A government source said that the six men will cross over into South Korea at around 4:20 p.m. and will be taken to a secure location where they are to be questioned about how they came to be in the communist country.
The exact identities, other than the family names of the six, have been withheld, but the Ministry of Unification confirmed Thursday, when Pyongyang first announced they were sending the men back, that they were not on the list of people abducted by the North.
The oldest, who is 67, has been identified by his surname Yun, while the youngest named Song is 27.
"None seem to be notable figures," the official said. He added that it is highly likely that they entered the country over the Chinese-North Korean border. He added that Seoul could not say at the moment that they had been forcibly abducted.

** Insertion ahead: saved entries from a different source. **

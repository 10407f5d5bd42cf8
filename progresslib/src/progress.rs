mod format;

use format::ClockDuration;

use std::{
    collections::VecDeque,
    io::Write,
    time::{Duration, Instant},
};

use crossterm::{
    cursor::{Hide, MoveToColumn, Show},
    style::{Print, Stylize},
    terminal::{self, Clear, ClearType},
    tty::IsTty,
    QueueableCommand,
    Result,
};

/// Keeps the percentages reported over a sliding window of time to estimate
/// how fast the transfer is moving.
#[derive(Debug)]
struct ProgressRate {
    window: Duration,
    samples: VecDeque<(Instant, u8)>,
}

impl ProgressRate {
    fn new(window: Duration) -> Self {
        Self {
            window,
            samples: VecDeque::new(),
        }
    }

    fn reset(&mut self) {
        self.samples.clear();
    }

    fn record(&mut self, percent: u8) {
        let now = Instant::now();
        self.samples.push_back((now, percent));

        // Keep one sample older than the window as the baseline
        while self.samples.len() > 2 && now - self.samples[1].0 >= self.window {
            self.samples.pop_front();
        }
    }

    /// Percentage points per second.
    fn per_sec(&self) -> f64 {
        if let (Some(f), Some(b)) = (self.samples.front(), self.samples.back()) {
            let elapsed = (b.0 - f.0).as_secs_f64();
            if elapsed > 0.0 && b.1 > f.1 {
                return f64::from(b.1 - f.1) / elapsed;
            }
        }

        0.0
    }
}

/// Progress bar for a task that reports a percentage, such as a firmware
/// transfer. The elapsed time, a label, the percentage, and an ETA are shown.
pub struct ProgressBar<T: Write + IsTty> {
    /// Shown before the bar, usually the item being transferred
    label: String,
    /// Current value in `0..=100`
    percent: u8,
    term: T,
    mode: ProgressDrawMode,
    /// (Maximum) frames per second for rendering
    fps: f64,
    last_draw: Instant,
    started: Instant,
    rate: ProgressRate,
}

/// How the progress bar should be drawn
#[derive(Clone, Copy, Debug, Eq, PartialEq)]
pub enum ProgressDrawMode {
    /// Overwrite the same line on every frame. Useful when the terminal is
    /// interactive. Renders at up to 15 fps by default.
    Interactive,
    /// Append a new line on every frame. Useful when output is redirected or
    /// interleaved with logs. Renders at up to 0.2 fps by default.
    Append,
    /// Do not draw to the terminal.
    None,
}

impl ProgressDrawMode {
    fn default_fps(self) -> f64 {
        match self {
            Self::Interactive => 15.0,
            Self::Append => 0.2,
            Self::None => 0.0,
        }
    }

    fn for_term(term: &impl IsTty) -> Self {
        if term.is_tty() {
            Self::Interactive
        } else {
            Self::Append
        }
    }
}

impl<T: Write + IsTty> ProgressBar<T> {
    /// Construct a new progress bar at 0%. Nothing is drawn until the first
    /// update.
    pub fn new(term: T) -> Self {
        let mode = ProgressDrawMode::for_term(&term);
        let now = Instant::now();

        Self {
            label: String::new(),
            percent: 0,
            term,
            mode,
            fps: mode.default_fps(),
            last_draw: now,
            started: now,
            rate: ProgressRate::new(Duration::from_secs(10)),
        }
    }

    pub fn mode(&self) -> ProgressDrawMode {
        self.mode
    }

    /// Set the draw mode. `None` picks [`ProgressDrawMode::Interactive`] or
    /// [`ProgressDrawMode::Append`] depending on whether the terminal is
    /// interactive. This resets the fps to the mode's default.
    pub fn set_mode(&mut self, mode: Option<ProgressDrawMode>) {
        self.mode = mode.unwrap_or_else(|| ProgressDrawMode::for_term(&self.term));
        self.fps = self.mode.default_fps();
    }

    pub fn fps(&self) -> f64 {
        self.fps
    }

    /// Set maximum rendering frequency in frames per second.
    pub fn set_fps(&mut self, fps: f64) {
        self.fps = fps;
    }

    pub fn label(&self) -> &str {
        &self.label
    }

    /// Set the label. This performs an immediate redraw.
    pub fn set_label<I: Into<String>>(&mut self, label: I) -> Result<()> {
        self.label = label.into();
        self.draw(true)
    }

    pub fn percent(&self) -> u8 {
        self.percent
    }

    /// Set the current percentage, clamped to 100. Reaching 100% is always
    /// drawn. Other values are subject to the output rate limiting.
    pub fn set_percent(&mut self, percent: u8) -> Result<()> {
        self.percent = percent.min(100);
        self.rate.record(self.percent);
        self.draw(self.percent == 100)
    }

    /// Print a line to the progress bar's terminal without clobbering the
    /// progress bar itself.
    pub fn println<I: Into<String>>(&mut self, msg: I) -> Result<()> {
        if self.mode != ProgressDrawMode::None {
            if self.mode == ProgressDrawMode::Interactive {
                self.term
                    .queue(Clear(ClearType::CurrentLine))?
                    .queue(MoveToColumn(0))?;
            }

            self.term
                .queue(Print(msg.into()))?
                .queue(Print('\n'))?;

            if self.mode == ProgressDrawMode::Interactive {
                self.draw(true)?;
            } else {
                self.term.flush()?;
            }
        }
        Ok(())
    }

    /// Clear the progress bar from an interactive terminal, or draw the final
    /// frame otherwise. The bar reappears on the next update. This is
    /// automatically called when the progress bar is dropped.
    pub fn finish(&mut self) -> Result<()> {
        match self.mode {
            ProgressDrawMode::Interactive => {
                self.term
                    .queue(Clear(ClearType::CurrentLine))?
                    .queue(MoveToColumn(0))?
                    .queue(Show)?
                    .flush()?;
            }
            ProgressDrawMode::Append => self.draw(true)?,
            ProgressDrawMode::None => {}
        }
        Ok(())
    }

    /// On an interactive terminal, move to a new line so the current state
    /// stays on screen.
    pub fn keep(&mut self) -> Result<()> {
        if self.mode == ProgressDrawMode::Interactive {
            self.term
                .queue(Print('\n'))?
                .flush()?;
        }
        Ok(())
    }

    /// Start over at 0% with a new label and a fresh clock. This performs an
    /// immediate redraw.
    pub fn reset<I: Into<String>>(&mut self, label: I) -> Result<()> {
        self.label = label.into();
        self.percent = 0;
        self.started = Instant::now();
        self.rate.reset();
        self.draw(true)
    }

    /// Draw the progress bar. If `force` is false, the draw is subject to the
    /// rate limit.
    pub fn draw(&mut self, force: bool) -> Result<()> {
        if !force && self.fps > 0.0 {
            let frame_dur = Duration::from_secs_f64(1.0 / self.fps);
            if self.last_draw != self.started && self.last_draw.elapsed() < frame_dur {
                return Ok(());
            }
        }

        if self.mode == ProgressDrawMode::None {
            return Ok(());
        }

        let elapsed = Duration::from_secs(self.started.elapsed().as_secs());
        let interactive = self.mode == ProgressDrawMode::Interactive;

        let mut result = format!("[{}] ", ClockDuration(elapsed));
        if !self.label.is_empty() {
            result.push_str(&self.label);
            result.push(' ');
        }
        if interactive {
            result.push('\x00');
        }
        result.push_str(&format!("{}%", self.percent));
        if let Some(eta) = self.eta() {
            result.push_str(&format!(" ETA {}", ClockDuration(eta)));
        }

        if interactive {
            let term_width = terminal::size().unwrap_or((80, 24)).0 as usize;
            // The placeholder stands in for the space after the bar
            let bar_width = term_width.saturating_sub(result.len());
            let bar_consumed = bar_width * usize::from(self.percent) / 100;
            let bar_remaining = bar_width - bar_consumed;

            result = if bar_width != 0 {
                result.replace('\x00', &format!(
                    "{}{} ",
                    "#".repeat(bar_consumed).cyan(),
                    "-".repeat(bar_remaining).blue(),
                ))
            } else {
                result.replace('\x00', "")
            };

            self.term
                .queue(Hide)?
                .queue(Clear(ClearType::CurrentLine))?
                .queue(MoveToColumn(0))?;
        } else {
            result.push('\n');
        }

        self.term
            .queue(Print(result))?
            .flush()?;

        self.last_draw = Instant::now();

        Ok(())
    }

    /// Estimated time to reach 100%, once the rate is known.
    fn eta(&self) -> Option<Duration> {
        let rate = self.rate.per_sec();
        if rate > 0.0 && self.percent < 100 {
            let secs = f64::from(100 - self.percent) / rate;
            Some(Duration::from_secs(secs as u64))
        } else {
            None
        }
    }
}

impl<T: Write + IsTty> Drop for ProgressBar<T> {
    fn drop(&mut self) {
        let _ = self.finish();
    }
}
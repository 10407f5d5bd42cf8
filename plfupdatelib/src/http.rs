use std::{
    future::Future,
    io,
    path::Path,
};

use bytes::Bytes;
use log::{debug, trace};
use reqwest::{header::CONTENT_LENGTH, Body, Client, Response, Url};
use tokio::{
    fs::File,
    io::AsyncWriteExt,
    sync::{mpsc, watch},
};
use tokio_stream::StreamExt;

use crate::transport::{ByteProgress, Connection, Payload, Transport, TransportError};

const USER_AGENT: &str = concat!(env!("CARGO_PKG_NAME"), "/", env!("CARGO_PKG_VERSION"));
const UPLOAD_CHUNK_SIZE: usize = 64 * 1024;

fn check_status(r: &Response) -> Result<(), TransportError> {
    let status = r.status();
    if status.is_success() {
        Ok(())
    } else {
        Err(TransportError::Status(status.as_u16()))
    }
}

/// Resolves once `receiver` observes a cancel request.
async fn cancel_requested(mut receiver: watch::Receiver<bool>) {
    loop {
        let cancelled = *receiver.borrow_and_update();
        if cancelled {
            return;
        }
        if receiver.changed().await.is_err() {
            // The connection is gone, so nothing can cancel anymore
            std::future::pending::<()>().await;
        }
    }
}

/// Plain HTTP(S) transport backed by a shared [`reqwest::Client`]. Uploads are
/// sent as `PUT <base>/<remote name>`.
#[derive(Clone, Debug)]
pub struct HttpTransport {
    client: Client,
}

impl HttpTransport {
    /// Create a transport with a default client. This fails if the TLS
    /// backend fails to initialize.
    pub fn new() -> Result<Self, TransportError> {
        let client = reqwest::ClientBuilder::new()
            .user_agent(USER_AGENT)
            .referer(false)
            .build()?;

        Ok(Self::with_client(client))
    }

    pub fn with_client(client: Client) -> Self {
        Self { client }
    }
}

impl Transport for HttpTransport {
    type Connection = HttpConnection;

    fn connect(&self, host: &str, port: u16, secure: bool) -> Result<Self::Connection, TransportError> {
        let scheme = if secure { "https" } else { "http" };
        let base_url = format!("{scheme}://{host}:{port}");

        // Catch bad hosts here rather than on every request
        Url::parse(&base_url).map_err(|e| TransportError::Connect {
            host: host.to_owned(),
            port,
            reason: e.to_string(),
        })?;

        Ok(HttpConnection {
            client: self.client.clone(),
            base_url,
            cancel: watch::channel(false).0,
        })
    }
}

/// Requests against one host. Cancelling the connection aborts the request in
/// flight and every later one.
#[derive(Debug)]
pub struct HttpConnection {
    client: Client,
    base_url: String,
    cancel: watch::Sender<bool>,
}

impl HttpConnection {
    pub fn base_url(&self) -> &str {
        &self.base_url
    }

    fn url(&self, path: &str) -> String {
        if path.starts_with('/') {
            format!("{}{}", self.base_url, path)
        } else {
            format!("{}/{}", self.base_url, path)
        }
    }

    /// Run `f` unless the connection is cancelled first.
    async fn guarded<R>(
        &self,
        f: impl Future<Output = Result<R, TransportError>>,
    ) -> Result<R, TransportError> {
        let cancelled = cancel_requested(self.cancel.subscribe());

        tokio::select! {
            biased;
            _ = cancelled => {
                debug!("Request to {} was cancelled", self.base_url);
                Err(TransportError::Cancelled)
            }
            r = f => r,
        }
    }
}

impl Connection for HttpConnection {
    async fn get(&self, path: &str) -> Result<Payload, TransportError> {
        let url = self.url(path);
        debug!("GET {url}");

        self.guarded(async move {
            let r = self.client.get(&url).send().await?;
            check_status(&r)?;

            let declared_len = r.content_length();
            let data = r.bytes().await?.to_vec();

            Ok(Payload { data, declared_len })
        }).await
    }

    async fn download(
        &self,
        path: &str,
        dest: &Path,
        progress: ByteProgress<'_>,
    ) -> Result<u64, TransportError> {
        let url = self.url(path);
        debug!("Downloading {url} to {dest:?}");

        self.guarded(async move {
            let r = self.client.get(&url).send().await?;
            check_status(&r)?;

            let total = r.content_length();
            let mut file = File::create(dest).await?;
            let mut stream = r.bytes_stream();
            let mut written = 0u64;

            progress(0, total);

            while let Some(data) = stream.next().await {
                let data = data?;
                file.write_all(&data).await?;
                written += data.len() as u64;
                trace!("Received {} bytes", data.len());

                progress(written, total);
            }

            file.flush().await?;

            match total {
                Some(t) if t != written => Err(io::Error::new(
                    io::ErrorKind::UnexpectedEof,
                    format!("Expected {t} bytes, but received {written} bytes"),
                ).into()),
                _ => Ok(written),
            }
        }).await
    }

    async fn upload(
        &self,
        local: &Path,
        remote_name: &str,
        progress: ByteProgress<'_>,
    ) -> Result<u64, TransportError> {
        let url = self.url(remote_name);
        debug!("Uploading {local:?} to {url}");

        let data = Bytes::from(tokio::fs::read(local).await?);
        let total = data.len() as u64;

        let chunks: Vec<Bytes> = (0..data.len())
            .step_by(UPLOAD_CHUNK_SIZE)
            .map(|i| data.slice(i..(i + UPLOAD_CHUNK_SIZE).min(data.len())))
            .collect();

        // The body reports each chunk as hyper pulls it
        let (tx, mut rx) = mpsc::unbounded_channel();
        let body = Body::wrap_stream(tokio_stream::iter(chunks).map(move |chunk| {
            // The receiver only goes away once the request is over
            let _ = tx.send(chunk.len() as u64);
            Ok::<_, io::Error>(chunk)
        }));

        let request = self.client.put(&url)
            .header(CONTENT_LENGTH, total)
            .body(body)
            .send();

        self.guarded(async move {
            tokio::pin!(request);
            let mut sent = 0u64;

            let r = loop {
                tokio::select! {
                    r = &mut request => break r?,
                    Some(n) = rx.recv() => {
                        sent += n;
                        progress(sent, Some(total));
                    }
                }
            };
            check_status(&r)?;

            progress(total, Some(total));

            Ok(total)
        }).await
    }

    fn cancel(&self) -> Result<(), TransportError> {
        self.cancel.send_replace(true);
        Ok(())
    }
}

#[cfg(test)]
mod tests {
    use std::time::Duration;

    use assert_matches::assert_matches;
    use tokio::{
        io::AsyncReadExt,
        net::{TcpListener, TcpStream},
        sync::oneshot,
    };

    use super::*;

    /// Read one request: the head, plus the body if it has a length.
    async fn read_request(stream: &mut TcpStream) -> (String, Vec<u8>) {
        let mut buf = vec![];
        let head_end = loop {
            let mut chunk = [0u8; 1024];
            let n = stream.read(&mut chunk).await.unwrap();
            assert!(n > 0, "Client closed connection early");
            buf.extend_from_slice(&chunk[..n]);

            if let Some(i) = buf.windows(4).position(|w| w == b"\r\n\r\n") {
                break i + 4;
            }
        };

        let head = String::from_utf8(buf[..head_end].to_vec()).unwrap();
        let body_len = head.lines()
            .filter_map(|l| l.split_once(':'))
            .find(|(k, _)| k.eq_ignore_ascii_case("content-length"))
            .map_or(0, |(_, v)| v.trim().parse::<usize>().unwrap());

        let mut body = buf[head_end..].to_vec();
        while body.len() < body_len {
            let mut chunk = [0u8; 1024];
            let n = stream.read(&mut chunk).await.unwrap();
            assert!(n > 0, "Client closed connection early");
            body.extend_from_slice(&chunk[..n]);
        }

        (head, body)
    }

    /// Serve a single canned response. The request is sent back through the
    /// returned channel.
    async fn serve_once(response: Vec<u8>) -> (u16, oneshot::Receiver<(String, Vec<u8>)>) {
        let listener = TcpListener::bind("127.0.0.1:0").await.unwrap();
        let port = listener.local_addr().unwrap().port();
        let (tx, rx) = oneshot::channel();

        tokio::spawn(async move {
            let (mut stream, _) = listener.accept().await.unwrap();
            let request = read_request(&mut stream).await;
            stream.write_all(&response).await.unwrap();
            stream.shutdown().await.unwrap();
            let _ = tx.send(request);
        });

        (port, rx)
    }

    fn ok_response(body: &[u8]) -> Vec<u8> {
        let mut r = format!(
            "HTTP/1.1 200 OK\r\nContent-Length: {}\r\nConnection: close\r\n\r\n",
            body.len(),
        ).into_bytes();
        r.extend_from_slice(body);
        r
    }

    fn connect(port: u16) -> HttpConnection {
        let client = reqwest::ClientBuilder::new()
            .no_proxy()
            .build()
            .unwrap();

        HttpTransport::with_client(client).connect("127.0.0.1", port, false).unwrap()
    }

    #[test]
    fn test_connect() {
        let transport = HttpTransport::new().unwrap();

        let c = transport.connect("download.example.com", 80, false).unwrap();
        assert_eq!(c.base_url(), "http://download.example.com:80");
        assert_eq!(c.url("/a/b.php?x=1"), "http://download.example.com:80/a/b.php?x=1");
        assert_eq!(c.url("fw.plf"), "http://download.example.com:80/fw.plf");

        let c = transport.connect("192.168.42.1", 8443, true).unwrap();
        assert_eq!(c.base_url(), "https://192.168.42.1:8443");

        assert_matches!(transport.connect("bad host", 80, false), Err(TransportError::Connect { .. }));
    }

    #[tokio::test]
    async fn test_get() {
        let (port, request) = serve_once(ok_response(b"0")).await;

        let payload = connect(port).get("/Drones/0901/update.php?product=0901").await.unwrap();
        assert_eq!(payload.data, b"0");
        assert_eq!(payload.declared_len, Some(1));

        let (head, _) = request.await.unwrap();
        assert!(head.starts_with("GET /Drones/0901/update.php?product=0901 HTTP/1.1\r\n"));
    }

    #[tokio::test]
    async fn test_get_status() {
        let (port, _) = serve_once(b"HTTP/1.1 404 Not Found\r\nContent-Length: 0\r\n\r\n".to_vec()).await;

        assert_matches!(connect(port).get("/missing").await, Err(TransportError::Status(404)));
    }

    #[tokio::test]
    async fn test_download() {
        let dir = tempfile::tempdir().unwrap();
        let dest = dir.path().join("tmp_fw.plf");
        let data: Vec<u8> = (0..=255).cycle().take(100_000).collect();
        let (port, _) = serve_once(ok_response(&data)).await;

        let mut last = (0, None);
        let n = connect(port).download("/fw.plf", &dest, &mut |c, t| last = (c, t)).await.unwrap();

        assert_eq!(n, data.len() as u64);
        assert_eq!(last, (n, Some(n)));
        assert_eq!(std::fs::read(&dest).unwrap(), data);
    }

    #[tokio::test]
    async fn test_upload() {
        let dir = tempfile::tempdir().unwrap();
        let local = dir.path().join("fw.plf");
        let data: Vec<u8> = (0..=255).cycle().take(200_000).collect();
        std::fs::write(&local, &data).unwrap();
        let (port, request) = serve_once(b"HTTP/1.1 201 Created\r\nContent-Length: 0\r\n\r\n".to_vec()).await;

        let mut last = 0;
        let n = connect(port).upload(&local, "fw.plf", &mut |c, _| last = c).await.unwrap();

        assert_eq!(n, data.len() as u64);
        assert_eq!(last, n);

        let (head, body) = request.await.unwrap();
        assert!(head.starts_with("PUT /fw.plf HTTP/1.1\r\n"));
        assert_eq!(body, data);
    }

    #[tokio::test]
    async fn test_cancel_in_flight() {
        // Accepts the connection but never answers
        let listener = TcpListener::bind("127.0.0.1:0").await.unwrap();
        let port = listener.local_addr().unwrap().port();
        let server = tokio::spawn(async move {
            let (stream, _) = listener.accept().await.unwrap();
            tokio::time::sleep(Duration::from_secs(30)).await;
            drop(stream);
        });

        let connection = std::sync::Arc::new(connect(port));
        let task = {
            let connection = connection.clone();
            tokio::spawn(async move { connection.get("/update.php").await })
        };

        tokio::time::sleep(Duration::from_millis(100)).await;
        connection.cancel().unwrap();
        connection.cancel().unwrap();

        let result = tokio::time::timeout(Duration::from_secs(5), task).await.unwrap().unwrap();
        assert_matches!(result, Err(TransportError::Cancelled));

        // Later requests fail without touching the network
        assert_matches!(connection.get("/update.php").await, Err(TransportError::Cancelled));

        server.abort();
    }
}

The insider said the North's media reported it was questioning four South Koreans who entered the country illegally on Feb. 26, 2010, while there was a separate report that one man entered the North a month earlier by crossing the Tumen River from China's Yanbian region.
"The men will be questioned with appropriate measures taken depending on the results of the inquiry," he said.
If they crossed over voluntarily, they can face criminal charges for violating the country's National Security Law.
The unification ministry, meanwhile, said it welcomed the North's decision to send back the South Korean citizens. This view was echoed by political parties, with the opposition urging Seoul to use the development to engage the North in a new round of talks.
Local North Korean watchers also said that regardless of the identities of the men, the fact that the North is sending people they held for some time is a sign of change and may even lead to Pyongyang making other proposals.
"As a follow-up to the return of the six men, the North could call for family reunions that they postponed, and propose talks to restart tours to the Mount Kumgang resort," a researcher at a state-run think tank speculated.